Manufacturing Sciences also describes the activities of supporting for-market, large-scale, GMP campaigns. The three main functions of Manufacturing Sciences are:
  1. Campaign monitoring
  2. Long-term process improvement
  3. Technology Transfer
Within the department are:
  1. Data analysis resources - responsible for campaign monitoring
  2. Lab resources - responsible for process improvement
manufacturing sciences flow
Figure 1: Flow of information within Manufacturing Sciences

The data group is responsible for monitoring the campaign and handing off hypothesis to the lab group.  The lab group is responsible for studying the process under controlled conditions and handing off plant trials back to the data group.

Campaign Monitoring

When a cGMP campaign is running, we want eyeballs watching each batch. There are automated systems in place to prevent simple excursions, but on a macro level, we still want human eyeballs. Eyeballs from the plant floor are the best. Eyeballs from the Manufacturing Sciences department are next best because they come with statistical process control (SPC) tools that help identify common and special cause.

Activities here involve:
Ultimately, all this statistical process control enables data-based, defensible decisions for the plant floor and to production management, much of which will involve the right decisions for decreasing process variability, increasing process capability and reliability.

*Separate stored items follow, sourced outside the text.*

//! The `.syncmeta.json` repository registry.
//!
//! # Storage layout
//!
//! ```text
//! <working dir>/
//!   .syncmeta.json        (the whole registry, rewritten on every mutation)
//!   .syncmeta.json.tmp    (only exists mid-save)
//! ```
//!
//! # API pattern
//!
//! Every function that touches disk takes the document path explicitly
//! (`fn_at(path: &Path, …)`), so tests point it at a `TempDir` and the CLI
//! resolves the path once from its flags.

use std::path::{Path, PathBuf};

use crate::error::{io_err, persist_err, RegistryError};
use crate::types::{default_reference, RefKind, Registry, RepoEntry, RepoName};

/// File name of the registry document in the working directory.
pub const DEFAULT_REGISTRY_FILE: &str = ".syncmeta.json";

// ---------------------------------------------------------------------------
// 1. In-memory operations
// ---------------------------------------------------------------------------

impl Registry {
    /// Insert `entry`, replacing any entry with the same name in place.
    pub fn upsert(&mut self, entry: RepoEntry) {
        match self.find_mut(entry.name.as_str()) {
            Some(existing) => *existing = entry,
            None => self.repositories.push(entry),
        }
    }

    /// Remove the first entry named `name`. Returns whether one was removed.
    pub fn remove(&mut self, name: &str) -> bool {
        match self.repositories.iter().position(|r| r.name.0 == name) {
            Some(idx) => {
                self.repositories.remove(idx);
                true
            }
            None => false,
        }
    }

    pub fn find(&self, name: &str) -> Option<&RepoEntry> {
        self.repositories.iter().find(|r| r.name.0 == name)
    }

    pub fn find_mut(&mut self, name: &str) -> Option<&mut RepoEntry> {
        self.repositories.iter_mut().find(|r| r.name.0 == name)
    }

    /// Names in stored order.
    pub fn names(&self) -> Vec<RepoName> {
        self.repositories.iter().map(|r| r.name.clone()).collect()
    }

    pub fn len(&self) -> usize {
        self.repositories.len()
    }

    pub fn is_empty(&self) -> bool {
        self.repositories.is_empty()
    }
}

// ---------------------------------------------------------------------------
// 2. Load
// ---------------------------------------------------------------------------

/// Load the registry document at `path`.
///
/// A missing document is an empty registry, not an error.
/// Returns `RegistryError::Parse` (with the path) if the JSON is malformed.
pub fn load_at(path: &Path) -> Result<Registry, RegistryError> {
    if !path.exists() {
        tracing::debug!("no registry at {}, starting empty", path.display());
        return Ok(Registry::default());
    }
    let contents = std::fs::read_to_string(path).map_err(|e| io_err(path, e))?;
    serde_json::from_str(&contents).map_err(|e| RegistryError::Parse {
        path: path.to_path_buf(),
        source: e,
    })
}

// ---------------------------------------------------------------------------
// 3. Save (atomic)
// ---------------------------------------------------------------------------

/// Atomically replace the registry document at `path`.
///
/// Write flow: serialize → `<file>.tmp` sibling → `rename`.
/// The `.tmp` sits next to the target so the rename never crosses filesystems.
pub fn save_at(path: &Path, registry: &Registry) -> Result<(), RegistryError> {
    if let Some(dir) = path.parent().filter(|d| !d.as_os_str().is_empty()) {
        std::fs::create_dir_all(dir).map_err(|e| persist_err(dir, e))?;
    }

    let json = serde_json::to_string_pretty(registry).map_err(RegistryError::Serialize)?;
    let tmp = tmp_path(path);
    std::fs::write(&tmp, json).map_err(|e| persist_err(&tmp, e))?;
    if let Err(e) = std::fs::rename(&tmp, path) {
        let _ = std::fs::remove_file(&tmp);
        return Err(persist_err(path, e));
    }
    Ok(())
}

fn tmp_path(path: &Path) -> PathBuf {
    let mut name = path.file_name().unwrap_or_default().to_os_string();
    name.push(".tmp");
    path.with_file_name(name)
}

// ---------------------------------------------------------------------------
// 4. Init
// ---------------------------------------------------------------------------

/// Registration request; everything but `url` falls back to a default.
#[derive(Debug, Clone, Default, PartialEq, Eq)]
pub struct NewRepo {
    pub url: String,
    pub reference: Option<String>,
    pub ref_kind: Option<RefKind>,
    pub destination: Option<PathBuf>,
    pub name: Option<String>,
}

impl NewRepo {
    pub fn new(url: impl Into<String>) -> Self {
        Self {
            url: url.into(),
            ..Self::default()
        }
    }

    /// Resolve defaults into a never-synced entry.
    ///
    /// - name: last `/` segment of the URL
    /// - reference: `main`
    /// - ref kind: branch
    /// - destination: `./<name>`
    pub fn into_entry(self) -> Result<RepoEntry, RegistryError> {
        let url = self.url.trim().to_string();
        if url.is_empty() {
            return Err(RegistryError::Config("URL is required".into()));
        }

        let name = match self.name.filter(|n| !n.is_empty()) {
            Some(name) => name,
            None => name_from_url(&url).ok_or_else(|| {
                RegistryError::Config(format!("cannot derive a repository name from '{url}'"))
            })?,
        };

        let destination = self
            .destination
            .filter(|d| !d.as_os_str().is_empty())
            .unwrap_or_else(|| Path::new(".").join(&name));

        Ok(RepoEntry {
            name: RepoName::from(name),
            url,
            reference: self
                .reference
                .filter(|r| !r.is_empty())
                .unwrap_or_else(default_reference),
            ref_kind: self.ref_kind.unwrap_or_default(),
            last_synced_at: None,
            destination,
        })
    }
}

/// `https://github.com/owner/repo/` → `repo`.
pub fn name_from_url(url: &str) -> Option<String> {
    url.trim_end_matches('/')
        .rsplit('/')
        .next()
        .filter(|segment| !segment.is_empty() && !segment.ends_with(':'))
        .map(str::to_owned)
}

/// Register (or re-register) a repository in the document at `path`.
///
/// Re-running with an existing name replaces that entry in place, including
/// its sync timestamp.
pub fn init_at(path: &Path, request: NewRepo) -> Result<RepoEntry, RegistryError> {
    let entry = request.into_entry()?;
    let mut registry = load_at(path)?;
    registry.upsert(entry.clone());
    save_at(path, &registry)?;
    tracing::info!("registered '{}' ({})", entry.name, entry.url);
    Ok(entry)
}

// ---------------------------------------------------------------------------
// 5. Remove
// ---------------------------------------------------------------------------

/// Outcome of [`remove_at`].
#[derive(Debug)]
pub struct Removal {
    pub entry: RepoEntry,
    /// The destination tree was deleted.
    pub deleted_local: bool,
    /// Set when deleting the destination failed; the entry is removed anyway.
    pub local_delete_error: Option<RegistryError>,
}

/// Stop tracking `name`, optionally deleting its destination tree first.
pub fn remove_at(path: &Path, name: &str, delete_local: bool) -> Result<Removal, RegistryError> {
    if name.is_empty() {
        return Err(RegistryError::Config("repository name is required".into()));
    }

    let mut registry = load_at(path)?;
    let entry = registry
        .find(name)
        .cloned()
        .ok_or_else(|| RegistryError::NotFound {
            name: name.to_string(),
        })?;

    let mut deleted_local = false;
    let mut local_delete_error = None;
    if delete_local && !entry.destination.as_os_str().is_empty() {
        match std::fs::remove_dir_all(&entry.destination) {
            Ok(()) => deleted_local = true,
            Err(e) if e.kind() == std::io::ErrorKind::NotFound => {}
            Err(e) => {
                tracing::warn!(
                    "failed to delete local files at {}: {e}",
                    entry.destination.display()
                );
                local_delete_error = Some(io_err(&entry.destination, e));
            }
        }
    }

    registry.remove(name);
    save_at(path, &registry)?;

    Ok(Removal {
        entry,
        deleted_local,
        local_delete_error,
    })
}

// ---------------------------------------------------------------------------
// Unit tests
// ---------------------------------------------------------------------------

Long-term Process Improvement

The holy-grail of manufacturing is reliability/predictability. Every time we turn the crank, we know what we're going to get: a product that meets the exact specifications that can be produced with a known quantity of inputs within a known or expected duration.

Long-term process improvement can involve figuring out how to more product with the same inputs. Or figuring out how to reduce cycle time. Or figuring out how to make the process more reliable (which means to reduce waste or variability.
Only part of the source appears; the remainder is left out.